The recent ransomware attacks, which spread to 150 countries affecting 200,000 people, could be the first stage in an escalating threat to global cybersecurity, according to growth partnership company, Frost & Sullivan.

“Last week’s large scale ransomware infection is a clear sign of the escalating challenges facing cybersecurity,” explained Vijay Michalik, Industry Analyst, Digital Transformation at Frost & Sullivan. “In the biggest ransomware outbreak so far, over 100.000 computers are believed to have been infected from Russia to Taiwan, including in institutions such as Telefonica, FedEx, Deutsche Bahn and the NHS.”

It is highly likely that a new strain will appear…

While only around 100 victims of the attack have actually paid the $300 ransom, it is a frightening sign of what might happen next. As Frost & Sullivan explains, while a ‘kill switch’ was found to halt this particular attack, it is highly likely that a new strain will appear without this flaw. The kill switch, found in this instance by a cybersecurity researcher called MalwareTech, doesn’t decrypt the files that are already compromised, and it doesn’t appear that the encryption has its own exploitable flaw.

The ransomware is a variation of Wana Decryptor, explains Frost & Sullivan, a strain which emerged two weeks ago. The growth partnership company says that the ransomware’s rapid success is attributed to exploiting a Windows vulnerability which hasn’t been patched across all systems. Several key figures, including Edward Snowden and Microsoft, have levelled fingers at the NSA.

The NHS was revealed to have thousands of computers still running on Windows XP, which hasn’t been supported by Microsoft since 2014

The NSA’s data on the exploit was publicly leaked by a hacker organisation known as the Shadow Brokers before the NSA provided to the vendors details for them to patch it. Last year, the NHS was revealed to have thousands of computers still running on Windows XP, which hasn’t been supported by Microsoft since 2014. The failure to update operating systems and applications is another key factor to the ransomware infection in the UK. Given the high profile nature of this vulnerability, Microsoft has released a security patch for its older systems to protect them.

The rise of ransomware can be attributed to the proliferation of easy-to-use ransomware tools, and ransomware-as-a-service on sale in the cybercrime underworld. These can be easily customised and have helped create a growing list of successful attacks which generate revenue for the perpetrators.

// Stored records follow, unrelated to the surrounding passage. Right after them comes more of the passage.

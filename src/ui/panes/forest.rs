//! Forest pane: Huffman construction state

use crate::step::{ForestNode, Snapshot, Step};
use crate::ui::theme::DEFAULT_THEME;
use ratatui::{
    layout::Rect,
    style::{Modifier, Style},
    text::{Line, Span},
    widgets::{Block, Borders, Paragraph},
    Frame,
};

pub fn render_forest_pane(frame: &mut Frame, area: Rect, step: &Step) {
    let block = Block::default()
        .borders(Borders::ALL)
        .title(" Forest ")
        .border_style(Style::default().fg(DEFAULT_THEME.border_focused));

    let Snapshot::Forest {
        nodes,
        roots,
        merging,
    } = &step.snapshot
    else {
        frame.render_widget(Paragraph::new("").block(block), area);
        return;
    };

    let mut lines: Vec<Line> = roots
        .iter()
        .map(|&root| {
            let selected = merging.is_some_and(|(a, b)| root == a || root == b);
            let style = if selected {
                Style::default()
                    .fg(DEFAULT_THEME.secondary)
                    .add_modifier(Modifier::BOLD)
            } else {
                Style::default().fg(DEFAULT_THEME.fg)
            };

            Line::from(vec![
                Span::styled(
                    format!("w={:<4} ", nodes[root].weight),
                    Style::default().fg(DEFAULT_THEME.primary),
                ),
                Span::styled(leaf_symbols(nodes, root), style),
            ])
        })
        .collect();

    if let Some((a, b)) = merging {
        lines.push(Line::from(""));
        lines.push(Line::from(Span::styled(
            format!(
                "merging w={} and w={}",
                nodes[*a].weight, nodes[*b].weight
            ),
            Style::default().fg(DEFAULT_THEME.secondary),
        )));
    }

    frame.render_widget(Paragraph::new(lines).block(block), area);
}

/// Leaf symbols contained in the subtree rooted at `root`, left to right.
fn leaf_symbols(nodes: &[ForestNode], root: usize) -> String {
    let mut symbols = Vec::new();
    let mut stack = vec![root];

    while let Some(id) = stack.pop() {
        let node = &nodes[id];
        if let Some(symbol) = &node.symbol {
            symbols.push(symbol.clone());
        }
        // Right pushed first so left pops first
        if let Some(right) = node.right {
            stack.push(right);
        }
        if let Some(left) = node.left {
            stack.push(left);
        }
    }

    symbols.join(" ")
}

Frost & Sullivan believes we are nearing an inflection point in cybersecurity across both government and the private sector, although key barriers remain such as lack of technical understanding and reticence to invest. Businesses need to invest heavily to match the growing threat of cybercriminal activity, in each of technology, internal security personnel and training of general staff to identify and avoid threats. Key sectors such as healthcare will be pressured to adapt by governments if they will not do so of their own volition, with an annual growth rate in healthcare cybersecurity of 13.6% in the US alone.”